ASSIGNMENT:
Every line of the records below that has the word "EdgesResolution" should be copied.

[Collected data entries]

******

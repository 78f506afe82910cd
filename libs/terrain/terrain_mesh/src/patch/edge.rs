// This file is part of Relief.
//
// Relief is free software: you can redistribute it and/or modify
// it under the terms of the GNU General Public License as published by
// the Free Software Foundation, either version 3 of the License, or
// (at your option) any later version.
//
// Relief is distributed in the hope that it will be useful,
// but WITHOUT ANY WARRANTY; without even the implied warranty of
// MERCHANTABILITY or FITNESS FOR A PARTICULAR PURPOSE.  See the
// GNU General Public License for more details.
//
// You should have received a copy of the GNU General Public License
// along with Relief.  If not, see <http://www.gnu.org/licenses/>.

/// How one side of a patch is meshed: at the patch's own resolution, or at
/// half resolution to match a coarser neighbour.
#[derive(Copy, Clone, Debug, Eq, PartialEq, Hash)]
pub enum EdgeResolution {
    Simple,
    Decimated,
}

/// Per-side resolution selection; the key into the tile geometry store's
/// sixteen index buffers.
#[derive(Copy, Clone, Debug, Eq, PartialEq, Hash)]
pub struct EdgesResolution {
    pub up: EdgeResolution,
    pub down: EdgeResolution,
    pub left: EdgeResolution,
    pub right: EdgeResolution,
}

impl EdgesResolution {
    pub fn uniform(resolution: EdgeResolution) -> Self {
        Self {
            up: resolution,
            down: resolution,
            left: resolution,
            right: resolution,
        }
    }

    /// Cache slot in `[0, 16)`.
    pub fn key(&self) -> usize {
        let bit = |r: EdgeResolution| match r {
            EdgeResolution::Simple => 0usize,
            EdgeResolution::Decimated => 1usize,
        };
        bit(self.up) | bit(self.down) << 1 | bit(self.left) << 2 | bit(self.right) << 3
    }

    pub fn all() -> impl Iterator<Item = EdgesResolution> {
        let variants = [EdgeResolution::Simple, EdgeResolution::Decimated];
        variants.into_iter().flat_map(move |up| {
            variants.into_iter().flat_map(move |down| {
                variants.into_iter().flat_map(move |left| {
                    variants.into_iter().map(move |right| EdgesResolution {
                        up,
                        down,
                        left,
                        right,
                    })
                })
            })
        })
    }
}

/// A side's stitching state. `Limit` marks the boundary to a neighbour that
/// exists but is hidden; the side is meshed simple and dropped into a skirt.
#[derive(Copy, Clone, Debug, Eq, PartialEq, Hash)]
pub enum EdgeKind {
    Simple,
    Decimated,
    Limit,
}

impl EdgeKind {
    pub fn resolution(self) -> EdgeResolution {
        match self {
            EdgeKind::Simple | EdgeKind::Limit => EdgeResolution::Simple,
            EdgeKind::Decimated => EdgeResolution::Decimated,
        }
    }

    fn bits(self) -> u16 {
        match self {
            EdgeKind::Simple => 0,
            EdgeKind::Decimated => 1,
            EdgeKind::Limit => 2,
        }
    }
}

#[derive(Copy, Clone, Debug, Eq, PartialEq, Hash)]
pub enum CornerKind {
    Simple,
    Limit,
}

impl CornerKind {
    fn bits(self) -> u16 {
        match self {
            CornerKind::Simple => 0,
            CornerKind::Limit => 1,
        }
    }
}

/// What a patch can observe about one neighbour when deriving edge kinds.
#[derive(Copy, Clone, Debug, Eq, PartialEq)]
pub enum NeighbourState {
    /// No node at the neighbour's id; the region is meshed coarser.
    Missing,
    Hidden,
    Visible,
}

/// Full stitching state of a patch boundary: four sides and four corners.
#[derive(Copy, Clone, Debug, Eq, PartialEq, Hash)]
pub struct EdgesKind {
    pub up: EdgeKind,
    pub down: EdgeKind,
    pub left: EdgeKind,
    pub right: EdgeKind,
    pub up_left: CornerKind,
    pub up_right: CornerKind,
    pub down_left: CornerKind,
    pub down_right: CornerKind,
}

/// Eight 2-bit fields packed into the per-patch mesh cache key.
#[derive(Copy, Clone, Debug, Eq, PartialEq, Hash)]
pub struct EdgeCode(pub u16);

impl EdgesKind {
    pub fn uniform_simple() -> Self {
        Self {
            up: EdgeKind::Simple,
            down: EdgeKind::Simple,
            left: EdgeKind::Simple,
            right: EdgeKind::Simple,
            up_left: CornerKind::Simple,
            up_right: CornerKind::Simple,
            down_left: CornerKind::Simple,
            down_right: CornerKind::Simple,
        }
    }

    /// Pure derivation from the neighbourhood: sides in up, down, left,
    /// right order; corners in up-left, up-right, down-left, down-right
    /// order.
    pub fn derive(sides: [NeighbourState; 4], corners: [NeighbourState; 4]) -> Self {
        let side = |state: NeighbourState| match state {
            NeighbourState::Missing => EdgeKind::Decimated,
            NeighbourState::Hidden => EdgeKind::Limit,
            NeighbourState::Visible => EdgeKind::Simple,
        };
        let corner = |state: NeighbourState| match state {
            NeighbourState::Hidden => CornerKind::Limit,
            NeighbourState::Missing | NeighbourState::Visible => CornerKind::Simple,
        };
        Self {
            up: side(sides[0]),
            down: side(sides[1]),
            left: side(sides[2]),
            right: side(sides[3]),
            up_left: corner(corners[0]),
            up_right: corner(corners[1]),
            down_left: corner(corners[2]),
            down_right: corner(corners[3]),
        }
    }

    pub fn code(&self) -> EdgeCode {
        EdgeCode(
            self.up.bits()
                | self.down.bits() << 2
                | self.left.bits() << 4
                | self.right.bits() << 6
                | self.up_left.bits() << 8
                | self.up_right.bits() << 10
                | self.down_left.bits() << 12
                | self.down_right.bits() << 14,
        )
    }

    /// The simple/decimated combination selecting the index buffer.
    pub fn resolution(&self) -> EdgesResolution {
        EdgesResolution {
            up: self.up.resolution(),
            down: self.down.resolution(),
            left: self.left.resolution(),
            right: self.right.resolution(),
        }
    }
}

******

WRITTEN REPLY:
pub struct EdgesResolution {
impl EdgesResolution {
    pub fn all() -> impl Iterator<Item = EdgesResolution> {
                    variants.into_iter().map(move |right| EdgesResolution {
    pub fn resolution(&self) -> EdgesResolution {
        EdgesResolution {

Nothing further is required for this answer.